Reduction and Minimization of Automata in Pseudoclosed Categories

Abstract

Automata in pseudoclosed categories, including nondeterministic, relational, stochastic and relational topological automata, have been introduced in chapter 6. In 2.7 it is shown that,in contrast to the deterministic case,reduction and minimization do not coincide for nondeterministic automata. Thus we have to study reduction, minimization and realization problems for automata in pseudoclosed categories separately. The construction of an observable realization, already given in (6.7.2), turns out to be a weak minimal realization functor (cf. 7.8).
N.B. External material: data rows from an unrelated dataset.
//! Seasonal period range estimation from the FFT spectrum.
//!
//! The first `fft_length` points are transformed, the strongest bin inside a
//! frequency band is located and converted into a `[min_period, max_period]`
//! range that brackets the true period:
//!
//! ```text
//! max_period = fft_length / (peak - 1)
//! min_period = fft_length / (peak + 1)
//! ```

use super::fft::{fft_in_place, is_valid_fft_length, magnitude, real_to_complex};
use crate::error::{AnomalyError, Result};

/// Inclusive range of candidate seasonal periods, in samples.
#[derive(Debug, Clone, Copy, PartialEq, Eq)]
pub struct PeriodRange {
    /// Shortest period considered.
    pub min_period: usize,
    /// Longest period considered; also the length of one seasonal cycle.
    pub max_period: usize,
}

impl PeriodRange {
    /// Create a period range, checking `1 <= min_period <= max_period`.
    pub fn new(min_period: usize, max_period: usize) -> Result<Self> {
        if min_period == 0 || min_period > max_period {
            return Err(AnomalyError::InvalidParameter(format!(
                "period range [{min_period}, {max_period}] must satisfy 1 <= min <= max"
            )));
        }
        Ok(Self {
            min_period,
            max_period,
        })
    }

    /// Convert a spectral peak index into the bracketing period range.
    ///
    /// A peak at index 0 or 1 has no finite upper period and is rejected.
    pub fn from_peak_index(index: usize, fft_length: usize) -> Result<Self> {
        if index <= 1 || index + 1 > fft_length {
            return Err(AnomalyError::InvalidPeriod { index });
        }
        Self::new(fft_length / (index + 1), fft_length / (index - 1))
            .map_err(|_| AnomalyError::InvalidPeriod { index })
    }

    /// Check whether `period` lies inside the range.
    pub fn contains(&self, period: usize) -> bool {
        (self.min_period..=self.max_period).contains(&period)
    }

    /// Number of candidate periods in the range.
    pub fn width(&self) -> usize {
        self.max_period - self.min_period + 1
    }
}

/// Frequency-index band scanned for the spectral peak.
#[derive(Debug, Clone, Copy, PartialEq, Eq, Default)]
pub enum SpectralBand {
    /// Indices `fft_length/64 ..= fft_length/16` (periods of 16 to 64 samples
    /// per 1024-point window).
    #[default]
    Low,
    /// Indices `fft_length/32 ..= fft_length/8` (periods of 8 to 32 samples
    /// per 1024-point window).
    Mid,
    /// Explicit inclusive index bounds.
    Custom { left: usize, right: usize },
}

impl SpectralBand {
    /// Raw inclusive index bounds for the given FFT length.
    pub fn bounds(&self, fft_length: usize) -> (usize, usize) {
        match *self {
            SpectralBand::Low => (fft_length / 64, fft_length / 16),
            SpectralBand::Mid => (fft_length / 32, fft_length / 8),
            SpectralBand::Custom { left, right } => (left, right),
        }
    }

    /// Index bounds clamped to `[2, fft_length / 2]`.
    ///
    /// The lower clamp keeps `peak - 1` positive; the upper one stops at the
    /// Nyquist bin.
    pub fn clamped_bounds(&self, fft_length: usize) -> Result<(usize, usize)> {
        let (left, right) = self.bounds(fft_length);
        let left = left.max(2);
        let right = right.min(fft_length / 2);
        if left > right {
            return Err(AnomalyError::InvalidParameter(format!(
                "empty spectral band [{}, {}] for fft length {}",
                left, right, fft_length
            )));
        }
        Ok((left, right))
    }
}

/// Result of spectral period estimation.
#[derive(Debug, Clone, PartialEq)]
pub struct PeriodEstimate {
    /// Bracketing period range.
    pub range: PeriodRange,
    /// FFT bin with the largest magnitude inside the band.
    pub peak_index: usize,
    /// Magnitude of that bin.
    pub peak_magnitude: f64,
}

impl PeriodEstimate {
    /// Period implied directly by the peak bin.
    pub fn dominant_period(&self, fft_length: usize) -> usize {
        fft_length / self.peak_index
    }
}

/// FFT-based period range estimator.
#[derive(Debug, Clone)]
pub struct PeriodEstimator {
    fft_length: usize,
    band: SpectralBand,
}

impl Default for PeriodEstimator {
    fn default() -> Self {
        Self {
            fft_length: 256,
            band: SpectralBand::Low,
        }
    }
}

impl PeriodEstimator {
    /// Create an estimator for the given FFT length (power of two >= 64).
    pub fn new(fft_length: usize) -> Result<Self> {
        if !is_valid_fft_length(fft_length) {
            return Err(AnomalyError::InvalidFftLength(fft_length));
        }
        Ok(Self {
            fft_length,
            band: SpectralBand::default(),
        })
    }

    /// Set the frequency band to scan.
    pub fn with_band(mut self, band: SpectralBand) -> Self {
        self.band = band;
        self
    }

    /// FFT length in use.
    pub fn fft_length(&self) -> usize {
        self.fft_length
    }

    /// Frequency band in use.
    pub fn band(&self) -> SpectralBand {
        self.band
    }

    /// Estimate the period range from the first `fft_length` points.
    ///
    /// The series must not contain NaN values.
    pub fn estimate(&self, series: &[f64]) -> Result<PeriodEstimate> {
        if series.is_empty() {
            return Err(AnomalyError::EmptyData);
        }
        if series.len() < self.fft_length {
            return Err(AnomalyError::InsufficientData {
                needed: self.fft_length,
                got: series.len(),
            });
        }
        let (left, right) = self.band.clamped_bounds(self.fft_length)?;

        let mut samples = real_to_complex(series, self.fft_length);
        fft_in_place(&mut samples, self.fft_length);

        let mut peak_index = left;
        let mut peak_magnitude = magnitude(samples[left]);
        for (index, &sample) in samples.iter().enumerate().take(right + 1).skip(left + 1) {
            let m = magnitude(sample);
            // Strict comparison keeps the lowest index on ties.
            if m > peak_magnitude {
                peak_index = index;
                peak_magnitude = m;
            }
        }

        let range = PeriodRange::from_peak_index(peak_index, self.fft_length)?;
        tracing::debug!(
            peak_index,
            peak_magnitude,
            min_period = range.min_period,
            max_period = range.max_period,
            "estimated seasonal period range"
        );

        Ok(PeriodEstimate {
            range,
            peak_index,
            peak_magnitude,
        })
    }
}

/// Estimate the seasonal period range of `series`.
///
/// Convenience wrapper around [`PeriodEstimator`].
pub fn estimate_period_range(
    series: &[f64],
    fft_length: usize,
    band: SpectralBand,
) -> Result<PeriodRange> {
    PeriodEstimator::new(fft_length)?
        .with_band(band)
        .estimate(series)
        .map(|estimate| estimate.range)
}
Considering reduction and minimization we will construct for each automaton A in a pseudoclosed category an equivalent observable automaton A′ and an equivalent reduced automaton R(A) together with a reduction u(A):A → R(A) (cf.7.3, 7.4). Uniqueness and other properties of these constructions are studied in 7.7 and 7.8 using the theory and classification of systematics which are introduced in chapter 3. Unfortunately, observable automata are not minimal in the sense of systematics in general but only with respect to “weak morphisms”. This is the reason for the fact that equivalent observable automata are not necessarily isomorphic, but that only their state objects are. On the other hand minimality can be obtained regarding “strong observable” automata meaning that not only the states but also different subsets of states are inequivalent.